# [Your objective]
Scan the data for "Self" and copy each matching line.
________________________
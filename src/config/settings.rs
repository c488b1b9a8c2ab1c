// ==========================================
// 制造成本估算系统 - 估算参数
// ==========================================
// 职责: 工资口径 / 工时矩阵等估算参数（启动时加载一次，估算过程只读）
// 存储: config_kv（scope_id='global'），缺省值见 Default
// ==========================================

use serde::{Deserialize, Serialize};
use std::collections::HashMap;

/// 普通机床操作工月薪
pub const DEFAULT_CONVENTIONAL_MONTHLY_WAGE: f64 = 15000.0;
/// 数控/精密机床操作工月薪
pub const DEFAULT_CNC_MONTHLY_WAGE: f64 = 20000.0;
/// 工资率折算: 每月工时
pub const DEFAULT_WAGE_HOURS_PER_MONTH: f64 = 200.0;
/// 工时矩阵未命中时的单件工时
pub const DEFAULT_MAN_HOURS: f64 = 0.5;

/// 工时矩阵: 工序 → 负荷 → 单件工时(小时)
pub type ManHoursMatrix = HashMap<String, HashMap<String, f64>>;

#[derive(Debug, Clone, PartialEq, Serialize, Deserialize)]
pub struct EstimationSettings {
    #[serde(default = "default_conventional_wage")]
    pub conventional_operator_monthly_wage: f64,

    #[serde(default = "default_cnc_wage")]
    pub cnc_operator_monthly_wage: f64,

    #[serde(default = "default_wage_hours")]
    pub wage_hours_per_month: f64,

    #[serde(default = "default_man_hours")]
    pub default_man_hours: f64,

    #[serde(default = "default_man_hours_matrix")]
    pub man_hours_matrix: ManHoursMatrix,
}

impl Default for EstimationSettings {
    fn default() -> Self {
        Self {
            conventional_operator_monthly_wage: DEFAULT_CONVENTIONAL_MONTHLY_WAGE,
            cnc_operator_monthly_wage: DEFAULT_CNC_MONTHLY_WAGE,
            wage_hours_per_month: DEFAULT_WAGE_HOURS_PER_MONTH,
            default_man_hours: DEFAULT_MAN_HOURS,
            man_hours_matrix: default_man_hours_matrix(),
        }
    }
}

fn default_conventional_wage() -> f64 {
    DEFAULT_CONVENTIONAL_MONTHLY_WAGE
}

fn default_cnc_wage() -> f64 {
    DEFAULT_CNC_MONTHLY_WAGE
}

fn default_wage_hours() -> f64 {
    DEFAULT_WAGE_HOURS_PER_MONTH
}

fn default_man_hours() -> f64 {
    DEFAULT_MAN_HOURS
}

/// 内置工时矩阵
pub fn default_man_hours_matrix() -> ManHoursMatrix {
    let rows: [(&str, [f64; 3]); 8] = [
        ("turning", [0.25, 0.5, 1.0]),
        ("milling", [0.5, 1.0, 2.0]),
        ("drilling", [0.15, 0.3, 0.6]),
        ("grinding", [0.3, 0.6, 1.2]),
        ("boring", [0.4, 0.8, 1.5]),
        ("heat_treatment", [0.5, 1.0, 2.0]),
        ("welding", [0.3, 0.6, 1.2]),
        ("surface_treatment", [0.2, 0.4, 0.8]),
    ];

    rows.iter()
        .map(|(op, [light, medium, heavy])| {
            let per_duty: HashMap<String, f64> = [
                ("light".to_string(), *light),
                ("medium".to_string(), *medium),
                ("heavy".to_string(), *heavy),
            ]
            .into_iter()
            .collect();
            (op.to_string(), per_duty)
        })
        .collect()
}

#[cfg(test)]
mod tests {
    use super::*;

    #[test]
    fn test_default_matrix_shape() {
        let m = default_man_hours_matrix();
        assert_eq!(m.len(), 8);
        assert_eq!(m["milling"]["heavy"], 2.0);
        assert_eq!(m["drilling"]["light"], 0.15);
    }

    #[test]
    fn test_partial_json_falls_back_to_defaults() {
        let s: EstimationSettings =
            serde_json::from_str(r#"{"cnc_operator_monthly_wage": 24000}"#).unwrap();
        assert_eq!(s.cnc_operator_monthly_wage, 24000.0);
        assert_eq!(s.conventional_operator_monthly_wage, DEFAULT_CONVENTIONAL_MONTHLY_WAGE);
        assert_eq!(s.man_hours_matrix, default_man_hours_matrix());
    }
}
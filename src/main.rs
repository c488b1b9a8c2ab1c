// ==========================================
// 制造成本估算系统 - 命令行入口
// ==========================================
// 用法:
//   cost-estimation calculate <request.json>
//   cost-estimation quick <operation> <duty> <quantity>
//   cost-estimation machines
//   cost-estimation import <mhr.csv>
//   cost-estimation config [set <key> <value>]
// 数据库: COST_ESTIMATION_DB_PATH 或用户数据目录
// ==========================================

use anyhow::{bail, Context};
use cost_estimation::api::{ApiError, ApiResult};
use cost_estimation::app::{get_default_db_path, AppState};
use cost_estimation::domain::CostRequest;
use serde::Serialize;

const USAGE: &str = "用法:
  cost-estimation calculate <request.json>
  cost-estimation quick <operation> <duty> <quantity>
  cost-estimation machines
  cost-estimation import <mhr.csv>
  cost-estimation config [set <key> <value>]";

#[tokio::main]
async fn main() -> anyhow::Result<()> {
    cost_estimation::logging::init();

    tracing::info!("{} v{}", cost_estimation::APP_NAME, cost_estimation::VERSION);

    let args: Vec<String> = std::env::args().skip(1).collect();
    let command = match args.first() {
        Some(c) => c.as_str(),
        None => bail!("{}", USAGE),
    };

    let db_path = get_default_db_path();
    tracing::info!("使用数据库: {}", db_path);
    let state = AppState::new(db_path).await.map_err(anyhow::Error::msg)?;
    let api = &state.cost_estimation_api;

    match command {
        "calculate" => {
            let path = args.get(1).context("缺少请求文件路径")?;
            let raw = std::fs::read_to_string(path)
                .with_context(|| format!("无法读取请求文件: {}", path))?;
            let request: CostRequest =
                serde_json::from_str(&raw).with_context(|| format!("请求格式错误: {}", path))?;
            print_result(api.calculate(&request))
        }
        "quick" => {
            let (operation, duty, quantity) = match (args.get(1), args.get(2), args.get(3)) {
                (Some(o), Some(d), Some(q)) => (o, d, q),
                _ => bail!("{}", USAGE),
            };
            let quantity: u32 = quantity
                .parse()
                .with_context(|| format!("数量无效: {}", quantity))?;
            print_result(api.quick_estimate(operation, duty, quantity))
        }
        "machines" => print_result(api.list_machines()),
        "import" => {
            let path = args.get(1).context("缺少 MHR 配置文件路径")?;
            print_result(state.import_api.import_mhr_file(path))
        }
        "config" => match (args.get(1).map(String::as_str), args.get(2), args.get(3)) {
            (None, _, _) => print_result(state.config_api.get_config_overview()),
            (Some("set"), Some(key), Some(value)) => {
                print_result(state.config_api.update_config(key, value).map(|_| {
                    serde_json::json!({ "key": key, "value": value.trim() })
                }))
            }
            _ => bail!("{}", USAGE),
        },
        other => bail!("未知命令: {}\n{}", other, USAGE),
    }
}

/// 成功输出 JSON 到 stdout；业务错误输出错误响应到 stderr 并以非零码退出
fn print_result<T: Serialize>(result: ApiResult<T>) -> anyhow::Result<()> {
    match result {
        Ok(value) => {
            println!("{}", serde_json::to_string_pretty(&value)?);
            Ok(())
        }
        Err(err) => {
            report_error(&err)?;
            std::process::exit(1);
        }
    }
}

fn report_error(err: &ApiError) -> anyhow::Result<()> {
    tracing::warn!(code = err.code(), "请求失败: {}", err);
    eprintln!("{}", serde_json::to_string_pretty(&err.to_response())?);
    Ok(())
}
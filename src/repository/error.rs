// ==========================================
// 制造成本估算系统 - 仓储层错误类型
// ==========================================
// 工具: thiserror 派生宏
// ==========================================

use thiserror::Error;

/// 仓储层错误类型
#[derive(Error, Debug)]
pub enum RepositoryError {
    // ===== 数据库错误 =====
    #[error("记录未找到: {entity} with id={id}")]
    NotFound { entity: String, id: String },

    #[error("数据库锁获取失败: {0}")]
    LockError(String),

    #[error("数据库查询失败: {0}")]
    DatabaseQueryError(String),

    #[error("唯一约束违反: {0}")]
    UniqueConstraintViolation(String),

    #[error("外键约束违反: {0}")]
    ForeignKeyViolation(String),

    // ===== 通用错误 =====
    #[error(transparent)]
    Other(#[from] anyhow::Error),
}

// 实现 From<rusqlite::Error>
impl From<rusqlite::Error> for RepositoryError {
    fn from(err: rusqlite::Error) -> Self {
        match err {
            rusqlite::Error::SqliteFailure(_, Some(msg)) => {
                if msg.contains("UNIQUE") {
                    RepositoryError::UniqueConstraintViolation(msg)
                } else if msg.contains("FOREIGN KEY") {
                    RepositoryError::ForeignKeyViolation(msg)
                } else {
                    RepositoryError::DatabaseQueryError(msg)
                }
            }
            rusqlite::Error::QueryReturnedNoRows => RepositoryError::NotFound {
                entity: "Unknown".to_string(),
                id: "Unknown".to_string(),
            },
            _ => RepositoryError::DatabaseQueryError(err.to_string()),
        }
    }
}

/// Result 类型别名
pub type RepositoryResult<T> = Result<T, RepositoryError>;
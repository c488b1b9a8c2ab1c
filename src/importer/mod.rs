// ==========================================
// 制造成本估算系统 - 参考数据导入模块
// ==========================================
// 职责: MHR 配置 CSV 解析与入库
// ==========================================

pub mod error;
pub mod mhr_csv;

pub use error::{ImportError, ImportResult};
pub use mhr_csv::{parse_mhr_file, parse_mhr_rows, MhrCsvImporter};
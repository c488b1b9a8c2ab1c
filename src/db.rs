// ==========================================
// 制造成本估算系统 - SQLite 连接初始化
// ==========================================
// 目标:
// - 统一所有 Connection::open 的 PRAGMA 行为
// - 统一 busy_timeout
// - 参考数据表 / 配置表建表语句集中维护
// ==========================================

use rusqlite::Connection;
use rusqlite::OptionalExtension;
use std::time::Duration;

/// 默认 busy_timeout（毫秒）
pub const DEFAULT_BUSY_TIMEOUT_MS: u64 = 5_000;

/// 当前代码所期望的 schema_version
///
/// 仅用于提示/告警（不做自动迁移）
pub const CURRENT_SCHEMA_VERSION: i64 = 1;

/// 参考数据表 + 配置表
///
/// 说明：
/// - 表名/列名与管理端保持一致（operation_type.operation_name、machines.op_id）
/// - mhr 不加 (op_type_id, duty_id, machine_id) 唯一约束，重复行由查询侧取第一条
pub const REFERENCE_SCHEMA_SQL: &str = r#"
CREATE TABLE IF NOT EXISTS schema_version (
    version INTEGER PRIMARY KEY,
    applied_at TEXT NOT NULL DEFAULT (datetime('now'))
);

CREATE TABLE IF NOT EXISTS operation_type (
    id INTEGER PRIMARY KEY AUTOINCREMENT,
    operation_name TEXT NOT NULL
);

CREATE TABLE IF NOT EXISTS machines (
    id INTEGER PRIMARY KEY AUTOINCREMENT,
    name TEXT NOT NULL,
    op_id INTEGER REFERENCES operation_type(id)
);

CREATE TABLE IF NOT EXISTS dimensions (
    id INTEGER PRIMARY KEY AUTOINCREMENT,
    name TEXT NOT NULL
);

CREATE TABLE IF NOT EXISTS duties (
    id INTEGER PRIMARY KEY AUTOINCREMENT,
    name TEXT NOT NULL
);

CREATE TABLE IF NOT EXISTS materials (
    id INTEGER PRIMARY KEY AUTOINCREMENT,
    name TEXT NOT NULL
);

CREATE TABLE IF NOT EXISTS machine_selection (
    id INTEGER PRIMARY KEY AUTOINCREMENT,
    machine_id INTEGER REFERENCES machines(id),
    dimension_id INTEGER REFERENCES dimensions(id),
    duty_id INTEGER REFERENCES duties(id),
    material_id INTEGER REFERENCES materials(id),
    size TEXT
);

CREATE TABLE IF NOT EXISTS mhr (
    id INTEGER PRIMARY KEY AUTOINCREMENT,
    op_type_id INTEGER REFERENCES operation_type(id),
    duty_id INTEGER REFERENCES duties(id),
    machine_id INTEGER REFERENCES machines(id),
    investment_cost TEXT,
    elect_power_rating TEXT,
    elect_power_charges TEXT,
    available_hrs_per_annum TEXT,
    utilization_hrs_year TEXT,
    machine_hr_rate REAL
);

CREATE INDEX IF NOT EXISTS idx_mhr_lookup ON mhr(op_type_id, duty_id, machine_id);
CREATE INDEX IF NOT EXISTS idx_machines_name ON machines(name);

CREATE TABLE IF NOT EXISTS config_kv (
    scope_id TEXT NOT NULL,
    key TEXT NOT NULL,
    value TEXT NOT NULL,
    updated_at TEXT NOT NULL DEFAULT (datetime('now')),
    PRIMARY KEY (scope_id, key)
);
"#;

/// 配置 SQLite 连接的统一 PRAGMA
///
/// 说明：
/// - foreign_keys 需要“每个连接”单独开启
/// - busy_timeout 需要“每个连接”单独配置
pub fn configure_sqlite_connection(conn: &Connection) -> rusqlite::Result<()> {
    conn.execute_batch("PRAGMA foreign_keys = ON;")?;
    conn.busy_timeout(Duration::from_millis(DEFAULT_BUSY_TIMEOUT_MS))?;
    Ok(())
}

/// 打开 SQLite 连接并应用统一配置
pub fn open_sqlite_connection(db_path: &str) -> rusqlite::Result<Connection> {
    let conn = Connection::open(db_path)?;
    configure_sqlite_connection(&conn)?;
    Ok(conn)
}

/// 建表（幂等），并登记当前 schema_version
pub fn ensure_reference_schema(conn: &Connection) -> rusqlite::Result<()> {
    conn.execute_batch(REFERENCE_SCHEMA_SQL)?;
    conn.execute(
        "INSERT OR IGNORE INTO schema_version (version) VALUES (?1)",
        [CURRENT_SCHEMA_VERSION],
    )?;
    Ok(())
}

/// 读取 schema_version（若表不存在则返回 None）
pub fn read_schema_version(conn: &Connection) -> rusqlite::Result<Option<i64>> {
    let has_table: bool = conn
        .query_row(
            "SELECT 1 FROM sqlite_master WHERE type='table' AND name='schema_version' LIMIT 1",
            [],
            |_row| Ok(true),
        )
        .optional()?
        .unwrap_or(false);

    if !has_table {
        return Ok(None);
    }

    let v: Option<i64> = conn.query_row("SELECT MAX(version) FROM schema_version", [], |row| row.get(0))?;
    Ok(v)
}

#[cfg(test)]
mod tests {
    use super::*;

    #[test]
    fn test_schema_is_idempotent() {
        let conn = Connection::open_in_memory().unwrap();
        configure_sqlite_connection(&conn).unwrap();
        assert_eq!(read_schema_version(&conn).unwrap(), None);

        ensure_reference_schema(&conn).unwrap();
        ensure_reference_schema(&conn).unwrap();

        assert_eq!(read_schema_version(&conn).unwrap(), Some(CURRENT_SCHEMA_VERSION));
    }
}
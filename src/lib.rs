// ==========================================
// 制造成本估算系统 - 核心库
// ==========================================
// 技术栈: Rust + SQLite
// 系统定位: 单件成本估算（负荷判定 → 机时费率 → 成本分解）
// ==========================================

// ==========================================
// 模块声明
// ==========================================

// 领域层 - 实体与类型
pub mod domain;

// 数据仓储层 - 数据访问
pub mod repository;

// 引擎层 - 业务规则
pub mod engine;

// 导入层 - 参考数据
pub mod importer;

// 配置层 - 估算参数
pub mod config;

// 数据库基础设施（连接初始化/PRAGMA 统一）
pub mod db;

// 日志系统
pub mod logging;

// API 层 - 业务接口
pub mod api;

// 应用层 - 组装
pub mod app;

// ==========================================
// 重导出核心类型
// ==========================================

// 领域类型
pub use domain::types::{DutyCategory, MachineCategory, MaterialKind, OperationKind, Shape};

// 领域实体
pub use domain::{CostBreakdown, CostRequest, Dimensions, Machine, MhrRecord};

// 引擎
pub use engine::{
    CostCalculator, CostEstimationEngine, DutyClassifier, EstimationError, MachineResolver,
};

// API
pub use api::{ApiError, CostEstimationApi};

// ==========================================
// 常量定义
// ==========================================

// 系统版本
pub const VERSION: &str = env!("CARGO_PKG_VERSION");

// 系统名称
pub const APP_NAME: &str = "制造成本估算系统";

#[cfg(test)]
mod tests {
    use super::*;

    #[test]
    fn test_version() {
        assert!(!VERSION.is_empty());
    }
}
// ==========================================
// 日志系统初始化
// ==========================================
// 使用 tracing 和 tracing-subscriber
// 支持环境变量配置日志级别与输出格式
// ==========================================

use tracing_subscriber::{fmt, EnvFilter};

/// 输出格式环境变量（取值 "json" 时输出结构化日志）
pub const LOG_FORMAT_ENV: &str = "COST_ESTIMATION_LOG_FORMAT";

/// 初始化日志系统
///
/// # 环境变量
/// - RUST_LOG: 日志级别过滤器（默认: info）
///   例如: RUST_LOG=debug 或 RUST_LOG=cost_estimation::engine=debug
/// - COST_ESTIMATION_LOG_FORMAT: "json" 输出 JSON 行，其他值为文本
///
/// 日志统一写 stderr，stdout 只留给命令输出
///
/// # 示例
/// ```no_run
/// use cost_estimation::logging;
/// logging::init();
/// ```
pub fn init() {
    let filter = EnvFilter::try_from_default_env().unwrap_or_else(|_| EnvFilter::new("info"));

    let json = std::env::var(LOG_FORMAT_ENV)
        .map(|v| v.trim().eq_ignore_ascii_case("json"))
        .unwrap_or(false);

    let builder = fmt()
        .with_env_filter(filter)
        .with_writer(std::io::stderr)
        .with_target(true)
        .with_line_number(true);

    // 重复初始化（例如同进程内多次调用）时忽略
    let _ = if json {
        builder.json().with_current_span(true).try_init()
    } else {
        builder.try_init()
    };
}

/// 初始化测试环境的日志系统
///
/// 使用更详细的日志级别，便于调试
pub fn init_test() {
    let _ = fmt()
        .with_env_filter(EnvFilter::new("debug"))
        .with_test_writer()
        .try_init();
}
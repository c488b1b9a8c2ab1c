// ==========================================
// 制造成本估算系统 - 应用状态
// ==========================================
// 职责: 管理应用级别的共享状态和API实例
// ==========================================

use std::sync::{Arc, Mutex};

use crate::api::{ConfigApi, CostEstimationApi, ImportApi};
use crate::config::{ConfigManager, EstimationConfigReader, EstimationSettings};
use crate::db::open_sqlite_connection;
use crate::engine::CostEstimationEngine;
use crate::importer::MhrCsvImporter;
use crate::repository::ReferenceDataRepository;

/// 应用状态
///
/// 共享一条 SQLite 连接；估算参数在启动时加载一次
pub struct AppState {
    pub settings: Arc<EstimationSettings>,
    pub cost_estimation_api: Arc<CostEstimationApi>,
    pub config_api: Arc<ConfigApi>,
    pub import_api: Arc<ImportApi>,
}

impl AppState {
    /// 创建AppState
    ///
    /// # 参数
    /// - db_path: 数据库文件路径（不存在则创建并建表）
    pub async fn new(db_path: String) -> Result<Self, String> {
        tracing::info!("初始化AppState，数据库路径: {}", db_path);

        let conn = open_sqlite_connection(&db_path)
            .map_err(|e| format!("无法打开数据库: {}", e))?;
        let conn = Arc::new(Mutex::new(conn));

        // ==========================================
        // 初始化Repository层
        // ==========================================
        let reference_repo = Arc::new(
            ReferenceDataRepository::from_connection(conn.clone())
                .map_err(|e| format!("无法创建ReferenceDataRepository: {}", e))?,
        );

        // ==========================================
        // 加载估算参数
        // ==========================================
        let config_manager = Arc::new(
            ConfigManager::from_connection(conn.clone())
                .map_err(|e| format!("无法创建ConfigManager: {}", e))?,
        );
        let settings = Arc::new(
            config_manager
                .load_settings()
                .await
                .map_err(|e| format!("无法加载估算参数: {}", e))?,
        );
        tracing::debug!(?settings, "估算参数已加载");

        // ==========================================
        // 初始化引擎与API层
        // ==========================================
        let engine = Arc::new(CostEstimationEngine::new(
            reference_repo.clone(),
            settings.clone(),
        ));
        let cost_estimation_api = Arc::new(CostEstimationApi::new(engine, reference_repo.clone()));
        let config_api = Arc::new(ConfigApi::new(db_path, config_manager, settings.clone()));
        let import_api = Arc::new(ImportApi::new(Arc::new(MhrCsvImporter::new(reference_repo))));

        tracing::info!("AppState初始化完成");

        Ok(Self {
            settings,
            cost_estimation_api,
            config_api,
            import_api,
        })
    }
}

/// 获取默认数据库路径
///
/// 顺序:
/// 1) 环境变量 COST_ESTIMATION_DB_PATH
/// 2) 用户数据目录下 cost-estimation/cost_estimation.db
/// 3) 当前目录 ./cost_estimation.db
pub fn get_default_db_path() -> String {
    use std::path::PathBuf;

    // 允许通过环境变量显式指定 DB 路径（便于调试/测试/CI）
    if let Ok(path) = std::env::var("COST_ESTIMATION_DB_PATH") {
        let trimmed = path.trim();
        if !trimmed.is_empty() {
            return trimmed.to_string();
        }
    }

    let mut path = PathBuf::from("./cost_estimation.db");

    if let Some(data_dir) = dirs::data_dir() {
        let dir = data_dir.join("cost-estimation");
        // 确保目录存在；失败时回退到当前目录
        if std::fs::create_dir_all(&dir).is_ok() {
            path = dir.join("cost_estimation.db");
        }
    }

    path.to_string_lossy().to_string()
}

#[cfg(test)]
mod tests {
    use super::*;

    #[test]
    fn test_get_default_db_path() {
        let path = get_default_db_path();
        assert!(path.ends_with(".db"));
    }

    #[tokio::test]
    async fn test_app_state_on_fresh_db() {
        let temp = tempfile::NamedTempFile::new().unwrap();
        let db_path = temp.path().to_string_lossy().to_string();

        let state = AppState::new(db_path.clone()).await.unwrap();
        assert_eq!(*state.settings, EstimationSettings::default());
        assert!(state.cost_estimation_api.list_machines().unwrap().is_empty());

        let overview = state.config_api.get_config_overview().unwrap();
        assert_eq!(overview.db_path, db_path);
        assert!(overview.stored.is_empty());
    }
}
________________________
# [Expected answer]
    fn default() -> Self {
        Self {
    fn from(err: rusqlite::Error) -> Self {
    pub async fn new(db_path: String) -> Result<Self, String> {
        Ok(Self {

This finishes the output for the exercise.